* **Task requirements**: What number of lines in the data below contain the string "MarkupReader"? Answer with that number alone.

* **Records from a collection**:

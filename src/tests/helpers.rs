//! Shared test utilities: logging and a small extracted character.

use crate::{
    codec::GraphBuilder,
    config::ExtractSettings,
    corpus::Corpus,
    model::Character,
};

/// Initialize logging for tests
pub fn init_logging() {
    tracing_subscriber::fmt()
        .with_env_filter(tracing_subscriber::EnvFilter::from_default_env())
        .with_test_writer()
        .try_init()
        .ok();
}

/// Extraction settings that accept records of any size.
pub fn permissive_settings() -> ExtractSettings {
    ExtractSettings {
        min_record_bytes: 0,
        request_delay_ms: 0,
        ..Default::default()
    }
}

/// A wiki-style move table with a nested frame-data table.
pub fn move_table(name: &str, input: &str, rows: &[(&str, &str)], notes: &[&str]) -> String {
    let body: String = rows
        .iter()
        .map(|(version, damage)| format!("<tr><td>{version}</td><td>{damage}</td><td>12</td></tr>"))
        .collect();
    let items: String = notes.iter().map(|n| format!("<li>{n}</li>")).collect();
    format!(
        r#"<table class="wikitable">
             <tr><th><big>{name}</big><br><small>{input}</small></th></tr>
             <tr><td><table>
               <tr><th>Version</th><th>Damage</th><th>Startup</th></tr>
               {body}
             </table>
             <ul>{items}</ul></td></tr>
           </table>"#
    )
}

/// A two-section page with variants, version notes, a follow-up row table and an input-linked
/// follow-up.
pub fn sample_page() -> String {
    format!(
        r#"<html><head><title>Eternal Fighter Zero/Akane - Wiki</title></head><body>
           <h1 id="firstHeading">Eternal Fighter Zero/Akane</h1>
           <img alt="Akane CSS.png" src="/images/Akane_CSS.png">
           <h2><span class="mw-headline">Normal Moves</span></h2>
           {jab}
           <h2><span class="mw-headline">Special Moves</span></h2>
           {example}
           <table class="wikitable"><tr><th><big>Follow-ups</big></th></tr></table>
           <table class="wikitable">
             <tr><th>Name</th><th>Damage</th></tr>
             <tr><td><b>→ Example</b></td><td>300</td></tr>
           </table>
           {rolling}
           {rolling_kick}
           </body></html>"#,
        jab = move_table("Jab", "5A", &[("-", "300")], &["Fast."]),
        example = move_table(
            "Example Move",
            "236*",
            &[("A", "500"), ("B", "700")],
            &["A: causes knockdown", "General info"]
        ),
        rolling = move_table("Rolling", "41236*", &[("-", "900")], &["B: longer roll"]),
        rolling_kick = move_table("Rolling Kick", "41236*~236A", &[("-", "400")], &[]),
    )
}

pub fn sample_character() -> Character {
    init_logging();
    let settings = permissive_settings();
    let builder = GraphBuilder::new(&settings).expect("builder");
    let (character, _) = builder.build_unchecked(&sample_page(), "Akane");
    character
}

pub fn sample_corpus() -> Corpus {
    vec![sample_character()].into_iter().collect()
}
/// Result of building one page.
#[derive(Debug, Clone)]
pub struct CharacterBuild {
    pub character: Character,
    /// Pretty-printed record as it would be persisted.
    pub serialized: String,
    pub diagnostics: Vec<BuildDiagnostic>,
}

fn heading_text(heading: ElementRef<'_>) -> String {
    heading
        .select(&HEADLINE)
        .next()
        .map(element_text)
        .unwrap_or_else(|| element_text(heading))
}

fn following_elements(el: ElementRef<'_>) -> impl Iterator<Item = ElementRef<'_>> {
    el.next_siblings().filter_map(ElementRef::wrap)
}

/// `Eternal_Fighter_Zero/Mio_Kouzuki` -> `Mio Kouzuki`
pub fn name_from_slug(slug: &str) -> String {
    slug.rsplit('/')
        .next()
        .unwrap_or(slug)
        .replace('_', " ")
        .trim()
        .to_string()
}

struct ListDraft {
    name: String,
    sections: Vec<SectionDraft>,
}

pub struct GraphBuilder<'s> {
    reader: MarkupReader<'s>,
}

impl<'s> GraphBuilder<'s> {
    pub fn new(settings: &'s ExtractSettings) -> Result<GraphBuilder<'s>, MovedexError> {
        Ok(GraphBuilder {
            reader: MarkupReader::new(settings)?,
        })
    }

    fn settings(&self) -> &ExtractSettings {
        self.reader.settings()
    }

    pub fn detect_layout(&self, doc: &Html) -> MoveListLayout {
        let buttons: Vec<ElementRef<'_>> = doc.select(&TOGGLE_BUTTONS).collect();
        if !buttons.is_empty() {
            let names = buttons
                .iter()
                .enumerate()
                .map(|(idx, b)| {
                    let text = element_text(*b);
                    if text.is_empty() {
                        format!("Movelist {}", idx + 1)
                    } else {
                        text
                    }
                })
                .collect();
            let active = buttons
                .iter()
                .position(|b| b.value().classes().any(|c| c == ACTIVE_TOGGLE_CLASS))
                .unwrap_or(0);
            return MoveListLayout::Toggles { names, active };
        }

        let keywords: Vec<String> = self
            .settings()
            .movelist_keywords
            .iter()
            .map(|k| k.to_lowercase())
            .collect();
        let names: Vec<String> = doc
            .select(&HEADINGS)
            .map(heading_text)
            .filter(|text| {
                let lower = text.to_lowercase();
                keywords.iter().any(|k| lower.contains(k.as_str()))
            })
            .collect();
        if names.len() > 1 {
            MoveListLayout::Headings(names)
        } else {
            MoveListLayout::Single
        }
    }

    /// Build and size-check a page. Pages whose serialized record is below the configured
    /// minimum fail with [MovedexError::IncompleteExtraction].
    pub fn build(&self, html: &str, slug: &str) -> Result<CharacterBuild, MovedexError> {
        let (character, diagnostics) = self.build_unchecked(html, slug);
        let serialized = serde_json::to_string_pretty(&character)?;
        let minimum = self.settings().min_record_bytes;
        if serialized.len() < minimum {
            tracing::warn!(
                "[GraphBuilder::build] {} produced {} bytes (< {minimum}), likely incomplete",
                character.name,
                serialized.len()
            );
            return Err(MovedexError::IncompleteExtraction {
                character: character.name,
                bytes: serialized.len(),
                minimum,
            });
        }
        tracing::info!(
            "[GraphBuilder::build] {}: {} move lists, {} moves, {} diagnostics",
            character.name,
            character.movelists.len(),
            character.move_count(),
            diagnostics.len()
        );
        Ok(CharacterBuild {
            character,
            serialized,
            diagnostics,
        })
    }

    /// Build without the size check.
    pub fn build_unchecked(&self, html: &str, slug: &str) -> (Character, Vec<BuildDiagnostic>) {
        let doc = Html::parse_document(html);
        let mut diagnostics = Vec::new();

        tracing::debug!("Phase 1: page metadata and move-list layout");
        let name = self
            .reader
            .page_title(&doc)
            .unwrap_or_else(|| name_from_slug(slug));
        let icon = self.reader.character_icon(&doc);
        let layout = self.detect_layout(&doc);
        let mut lists: Vec<ListDraft> = layout
            .names()
            .into_iter()
            .map(|name| ListDraft {
                name,
                sections: Vec::new(),
            })
            .collect();
        let mut active = layout.initial().min(lists.len().saturating_sub(1));

        tracing::debug!("Phase 2: walk headings and tables ({:?})", layout);
        let settings = self.settings();
        let mut linker = ChainLinker::new(settings.follow_up_marker.clone());
        let mut consumed = HashSet::new();
        for el in doc.select(&WALK) {
            if consumed.contains(&el.id()) {
                continue;
            }
            let sections = &mut lists[active].sections;
            if el.value().name() != "table" {
                let text = heading_text(el);
                if text.is_empty() {
                    continue;
                }
                if let Some(idx) = layout.switch_for(&text) {
                    active = idx;
                    linker.reset();
                } else if self.reader.is_follow_up_heading(&text) {
                    match find_named(sections, &text).or_else(|| linker.cursor().cloned()) {
                        Some(target) => linker.expect_follow_ups(target),
                        None => diagnostics.push(BuildDiagnostic::warning(format!(
                            "follow-up heading {text:?} has no move to attach to"
                        ))),
                    }
                } else {
                    sections.push(SectionDraft::new(text));
                    linker.reset();
                }
                continue;
            }

            if nearest_table(el).is_some() {
                continue;
            }
            match self.reader.classify(el) {
                TableShape::Move => {
                    let mut draft = match self.reader.read_move_table(el) {
                        Ok(draft) => draft,
                        Err(diag) => {
                            diagnostics.push(diag);
                            continue;
                        }
                    };
                    let mut row_tables = Vec::new();
                    let mut headings_seen = Vec::new();
                    for sibling in following_elements(el).take(settings.sibling_scan_limit) {
                        match sibling.value().name() {
                            "ul" => {
                                draft.notes.extend(self.reader.read_list_notes(sibling));
                                consumed.insert(sibling.id());
                            }
                            "table" => {
                                if self.reader.classify(sibling) != TableShape::FollowUpRows {
                                    break;
                                }
                                consumed.insert(sibling.id());
                                consumed.extend(headings_seen.drain(..));
                                row_tables.push(sibling);
                            }
                            "h1" | "h2" | "h3" | "h4" | "h5" => {
                                if !self.reader.is_follow_up_heading(&heading_text(sibling)) {
                                    break;
                                }
                                headings_seen.push(sibling.id());
                            }
                            _ => {}
                        }
                    }
                    let slot = linker.link(sections, draft, &mut diagnostics);
                    for table in row_tables {
                        self.attach_rows(sections, &slot, table, &mut diagnostics);
                    }
                }
                TableShape::FollowUpHeader { title } => {
                    let Some(target) = find_named(sections, &title)
                        .filter(|_| title.trim() != settings.follow_up_header)
                        .or_else(|| linker.cursor().cloned())
                    else {
                        diagnostics.push(BuildDiagnostic::warning(format!(
                            "follow-up header {title:?} has no move to attach to"
                        )));
                        continue;
                    };
                    let mut took_rows = false;
                    for sibling in following_elements(el).take(settings.sibling_scan_limit) {
                        if sibling.value().name() != "table" {
                            continue;
                        }
                        if self.reader.classify(sibling) != TableShape::FollowUpRows {
                            break;
                        }
                        consumed.insert(sibling.id());
                        self.attach_rows(sections, &target, sibling, &mut diagnostics);
                        took_rows = true;
                    }
                    if !took_rows {
                        linker.expect_follow_ups(target);
                    }
                }
                TableShape::FollowUpRows => match linker.cursor().cloned() {
                    Some(target) => self.attach_rows(sections, &target, el, &mut diagnostics),
                    None => {
                        for draft in self.reader.read_follow_up_rows(el, &mut diagnostics) {
                            diagnostics.push(BuildDiagnostic::OrphanFollowUp(draft.name.clone()));
                            linker.link(sections, draft, &mut diagnostics);
                        }
                    }
                },
                TableShape::Unknown => {
                    diagnostics.push(BuildDiagnostic::info("skipped a table with no move name"))
                }
            }
        }

        tracing::debug!("Phase 3: finalize moves and drop empty sections and lists");
        let labels = &settings.version_labels;
        let movelists = lists
            .into_iter()
            .filter_map(|list| {
                let moves: Vec<_> = list
                    .sections
                    .into_iter()
                    .flat_map(|section| section.moves)
                    .map(|draft| finalize(draft, labels))
                    .collect();
                (!moves.is_empty()).then(|| MoveList::new(list.name, moves))
            })
            .collect();
        let mut character = Character {
            name,
            icon,
            movelists,
        };
        character.link_parents();
        (character, diagnostics)
    }

    fn attach_rows(
        &self,
        sections: &mut [SectionDraft],
        target: &Slot,
        table: ElementRef<'_>,
        diagnostics: &mut Vec<BuildDiagnostic>,
    ) {
        for draft in self.reader.read_follow_up_rows(table, diagnostics) {
            if let Err(draft) = ChainLinker::attach(sections, target, draft) {
                diagnostics.push(BuildDiagnostic::OrphanFollowUp(draft.name));
            }
        }
    }
}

* **Worked solution**: 2